*Information provided*:
//! Interactive lookup shell.
//!
//! Each line is a search (`<phrase> [-n N] [-ns TAG]`, optionally prefixed
//! with `search`) or one of `build`, `rebuild`, `help`, `quit`/`exit`/`q`.
//! Bad input and failed queries are reported and the prompt comes back;
//! errors that leave the catalog unusable end the session.

use std::io::{self, Write};

use inquire::InquireError;

use crate::cli::errors::{CliError, CliResult};
use crate::cli::render::{render_header, render_results};
use crate::cli::validation::{parse_count, validate_namespace, validate_phrase};
use crate::service::{LookupService, SearchRequest};

#[derive(Debug, Clone)]
pub enum ShellCommand {
    Search(SearchRequest),
    Build,
    Help,
    Quit,
    Empty,
}

/// What the loop should do after a line ran
#[derive(Debug, Clone, Copy, PartialEq, Eq)]
pub enum Flow {
    Continue,
    Quit,
}

/// Parse one shell line.
pub fn parse_line(line: &str) -> CliResult<ShellCommand> {
    let tokens: Vec<&str> = line.split_whitespace().collect();
    let Some(first) = tokens.first() else {
        return Ok(ShellCommand::Empty);
    };

    // a keyword followed by more words is a phrase, e.g. "exit velocity"
    if tokens.len() == 1 {
        match first.to_lowercase().as_str() {
            "quit" | "exit" | "q" => return Ok(ShellCommand::Quit),
            "help" => return Ok(ShellCommand::Help),
            "build" | "rebuild" => return Ok(ShellCommand::Build),
            _ => {}
        }
    }

    let args = if first.eq_ignore_ascii_case("search") {
        &tokens[1..]
    } else {
        &tokens[..]
    };
    parse_search(args).map(ShellCommand::Search)
}

fn parse_search(args: &[&str]) -> CliResult<SearchRequest> {
    let mut words = Vec::new();
    let mut count = None;
    let mut namespace = None;

    let mut iter = args.iter().copied();
    while let Some(token) = iter.next() {
        match token {
            "-n" => {
                let value = iter
                    .next()
                    .ok_or_else(|| CliError::validation("count", "Missing value for -n parameter"))?;
                count = Some(parse_count(value)?);
            }
            "-ns" | "--ns" => {
                namespace = Some(validate_namespace(iter.next().unwrap_or_default())?);
            }
            word => words.push(word),
        }
    }

    let mut request = SearchRequest::new(validate_phrase(&words)?);
    request.count = count;
    request.namespace = namespace;
    Ok(request)
}

pub struct Shell<'a> {
    service: &'a LookupService,
}

impl<'a> Shell<'a> {
    pub fn new(service: &'a LookupService) -> Self {
        Self { service }
    }

    /// Run one line. `Err` means the session cannot go on.
    pub fn execute(&self, line: &str, out: &mut dyn Write) -> anyhow::Result<Flow> {
        let command = match parse_line(line) {
            Ok(command) => command,
            Err(err) => {
                writeln!(out, "Error: {err}")?;
                return Ok(Flow::Continue);
            }
        };

        match command {
            ShellCommand::Empty => Ok(Flow::Continue),
            ShellCommand::Quit => {
                writeln!(out, "Goodbye!")?;
                Ok(Flow::Quit)
            }
            ShellCommand::Help => {
                write!(out, "{}", self.help())?;
                Ok(Flow::Continue)
            }
            ShellCommand::Build => self.build(out),
            ShellCommand::Search(request) => self.search(&request, out),
        }
    }

    fn search(&self, request: &SearchRequest, out: &mut dyn Write) -> anyhow::Result<Flow> {
        match self.service.search(request) {
            Ok(response) => {
                let namespace = request
                    .namespace
                    .as_deref()
                    .and_then(|ns| self.service.resolve_namespace(ns).ok());
                let count = request
                    .count
                    .unwrap_or(self.service.config().default_results);

                render_header(request.phrase.trim(), namespace.as_deref(), count, out)?;
                render_results(&response, out)?;
                Ok(Flow::Continue)
            }
            Err(err) if err.is_fatal() => Err(err.into()),
            Err(err) => {
                log::debug!("query failed: {err:?}");
                writeln!(out, "Error: {err}")?;
                Ok(Flow::Continue)
            }
        }
    }

    fn build(&self, out: &mut dyn Write) -> anyhow::Result<Flow> {
        match self.service.rebuild(&[], true) {
            Ok(report) => {
                writeln!(
                    out,
                    "Indexed {} classes ({} records rejected)",
                    report.total, report.rejected
                )?;
                Ok(Flow::Continue)
            }
            Err(err) if err.is_fatal() => Err(err.into()),
            Err(err) => {
                writeln!(out, "Error: {err}")?;
                Ok(Flow::Continue)
            }
        }
    }

    pub fn help(&self) -> String {
        let mut help = String::from(
            "\nUsage:\n  \
             <phrase> [-n N] [-ns TAG]   search for classes matching a phrase\n  \
             build | rebuild             rebuild the catalog from configured sources\n  \
             help                        show this message\n  \
             quit | exit | q             leave the shell\n\nNamespaces:\n",
        );
        for ns in self.service.namespaces().entries() {
            help.push_str(&format!("  {:<6} {}\n", ns.tag, ns.prefix));
        }
        help
    }

    /// Load the persisted catalog, offering to build one if there is none.
    fn prepare_catalog(&self, out: &mut dyn Write) -> anyhow::Result<()> {
        if self.service.has_persisted_catalog() {
            self.service.load_persisted()?;
            return Ok(());
        }

        writeln!(
            out,
            "No catalog found at {}",
            self.service.catalog_path().display()
        )?;

        let sources = &self.service.config().sources;
        if sources.is_empty() {
            writeln!(
                out,
                "Add record files to `sources` in config.yaml or run `find-my-uri build <FILES>`."
            )?;
            return Ok(());
        }

        let build = inquire::Confirm::new(&format!(
            "Build it now from {} configured source(s)?",
            sources.len()
        ))
        .with_default(true)
        .prompt()
        .unwrap_or(false);

        if build {
            self.build(out)?;
        }
        Ok(())
    }

    /// Prompt until the user quits.
    pub fn run(&self) -> anyhow::Result<()> {
        let mut stdout = io::stdout();
        self.prepare_catalog(&mut stdout)?;

        writeln!(
            stdout,
            "{} classes indexed. Type 'help' for usage.",
            self.service.indexed_count()?
        )?;

        loop {
            let line = match inquire::Text::new("Search:")
                .with_help_message("phrase [-n N] [-ns TAG], 'help' or 'quit'")
                .prompt()
            {
                Ok(line) => line,
                Err(InquireError::OperationCanceled | InquireError::OperationInterrupted) => {
                    writeln!(stdout, "Goodbye!")?;
                    return Ok(());
                }
                Err(err) => return Err(err.into()),
            };

            if self.execute(&line, &mut stdout)? == Flow::Quit {
                return Ok(());
            }
        }
    }
}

*Problem requirements*:
All of the entries must be written out exactly as they stand.

*Exercise answer*:
//! Interactive lookup shell.
//!
//! Each line is a search (`<phrase> [-n N] [-ns TAG]`, optionally prefixed
//! with `search`) or one of `build`, `rebuild`, `help`, `quit`/`exit`/`q`.
//! Bad input and failed queries are reported and the prompt comes back;
//! errors that leave the catalog unusable end the session.

use std::io::{self, Write};

use inquire::InquireError;

use crate::cli::errors::{CliError, CliResult};
use crate::cli::render::{render_header, render_results};
use crate::cli::validation::{parse_count, validate_namespace, validate_phrase};
use crate::service::{LookupService, SearchRequest};

#[derive(Debug, Clone)]
pub enum ShellCommand {
    Search(SearchRequest),
    Build,
    Help,
    Quit,
    Empty,
}

/// What the loop should do after a line ran
#[derive(Debug, Clone, Copy, PartialEq, Eq)]
pub enum Flow {
    Continue,
    Quit,
}

/// Parse one shell line.
pub fn parse_line(line: &str) -> CliResult<ShellCommand> {
    let tokens: Vec<&str> = line.split_whitespace().collect();
    let Some(first) = tokens.first() else {
        return Ok(ShellCommand::Empty);
    };

    // a keyword followed by more words is a phrase, e.g. "exit velocity"
    if tokens.len() == 1 {
        match first.to_lowercase().as_str() {
            "quit" | "exit" | "q" => return Ok(ShellCommand::Quit),
            "help" => return Ok(ShellCommand::Help),
            "build" | "rebuild" => return Ok(ShellCommand::Build),
            _ => {}
        }
    }

    let args = if first.eq_ignore_ascii_case("search") {
        &tokens[1..]
    } else {
        &tokens[..]
    };
    parse_search(args).map(ShellCommand::Search)
}

fn parse_search(args: &[&str]) -> CliResult<SearchRequest> {
    let mut words = Vec::new();
    let mut count = None;
    let mut namespace = None;

    let mut iter = args.iter().copied();
    while let Some(token) = iter.next() {
        match token {
            "-n" => {
                let value = iter
                    .next()
                    .ok_or_else(|| CliError::validation("count", "Missing value for -n parameter"))?;
                count = Some(parse_count(value)?);
            }
            "-ns" | "--ns" => {
                namespace = Some(validate_namespace(iter.next().unwrap_or_default())?);
            }
            word => words.push(word),
        }
    }

    let mut request = SearchRequest::new(validate_phrase(&words)?);
    request.count = count;
    request.namespace = namespace;
    Ok(request)
}

pub struct Shell<'a> {
    service: &'a LookupService,
}

impl<'a> Shell<'a> {
    pub fn new(service: &'a LookupService) -> Self {
        Self { service }
    }

    /// Run one line. `Err` means the session cannot go on.
    pub fn execute(&self, line: &str, out: &mut dyn Write) -> anyhow::Result<Flow> {
        let command = match parse_line(line) {
            Ok(command) => command,
            Err(err) => {
                writeln!(out, "Error: {err}")?;
                return Ok(Flow::Continue);
            }
        };

        match command {
            ShellCommand::Empty => Ok(Flow::Continue),
            ShellCommand::Quit => {
                writeln!(out, "Goodbye!")?;
                Ok(Flow::Quit)
            }
            ShellCommand::Help => {
                write!(out, "{}", self.help())?;
                Ok(Flow::Continue)
            }
            ShellCommand::Build => self.build(out),
            ShellCommand::Search(request) => self.search(&request, out),
        }
    }

    fn search(&self, request: &SearchRequest, out: &mut dyn Write) -> anyhow::Result<Flow> {
        match self.service.search(request) {
            Ok(response) => {
                let namespace = request
                    .namespace
                    .as_deref()
                    .and_then(|ns| self.service.resolve_namespace(ns).ok());
                let count = request
                    .count
                    .unwrap_or(self.service.config().default_results);

                render_header(request.phrase.trim(), namespace.as_deref(), count, out)?;
                render_results(&response, out)?;
                Ok(Flow::Continue)
            }
            Err(err) if err.is_fatal() => Err(err.into()),
            Err(err) => {
                log::debug!("query failed: {err:?}");
                writeln!(out, "Error: {err}")?;
                Ok(Flow::Continue)
            }
        }
    }

    fn build(&self, out: &mut dyn Write) -> anyhow::Result<Flow> {
        match self.service.rebuild(&[], true) {
            Ok(report) => {
                writeln!(
                    out,
                    "Indexed {} classes ({} records rejected)",
                    report.total, report.rejected
                )?;
                Ok(Flow::Continue)
            }
            Err(err) if err.is_fatal() => Err(err.into()),
            Err(err) => {
                writeln!(out, "Error: {err}")?;
                Ok(Flow::Continue)
            }
        }
    }

    pub fn help(&self) -> String {
        let mut help = String::from(
            "\nUsage:\n  \
             <phrase> [-n N] [-ns TAG]   search for classes matching a phrase\n  \
             build | rebuild             rebuild the catalog from configured sources\n  \
             help                        show this message\n  \
             quit | exit | q             leave the shell\n\nNamespaces:\n",
        );
        for ns in self.service.namespaces().entries() {
            help.push_str(&format!("  {:<6} {}\n", ns.tag, ns.prefix));
        }
        help
    }

    /// Load the persisted catalog, offering to build one if there is none.
    fn prepare_catalog(&self, out: &mut dyn Write) -> anyhow::Result<()> {
        if self.service.has_persisted_catalog() {
            self.service.load_persisted()?;
            return Ok(());
        }

        writeln!(
            out,
            "No catalog found at {}",
            self.service.catalog_path().display()
        )?;

        let sources = &self.service.config().sources;
        if sources.is_empty() {
            writeln!(
                out,
                "Add record files to `sources` in config.yaml or run `find-my-uri build <FILES>`."
            )?;
            return Ok(());
        }

        let build = inquire::Confirm::new(&format!(
            "Build it now from {} configured source(s)?",
            sources.len()
        ))
        .with_default(true)
        .prompt()
        .unwrap_or(false);

        if build {
            self.build(out)?;
        }
        Ok(())
    }

    /// Prompt until the user quits.
    pub fn run(&self) -> anyhow::Result<()> {
        let mut stdout = io::stdout();
        self.prepare_catalog(&mut stdout)?;

        writeln!(
            stdout,
            "{} classes indexed. Type 'help' for usage.",
            self.service.indexed_count()?
        )?;

        loop {
            let line = match inquire::Text::new("Search:")
                .with_help_message("phrase [-n N] [-ns TAG], 'help' or 'quit'")
                .prompt()
            {
                Ok(line) => line,
                Err(InquireError::OperationCanceled | InquireError::OperationInterrupted) => {
                    writeln!(stdout, "Goodbye!")?;
                    return Ok(());
                }
                Err(err) => return Err(err.into()),
            };

            if self.execute(&line, &mut stdout)? == Flow::Quit {
                return Ok(());
            }
        }
    }
}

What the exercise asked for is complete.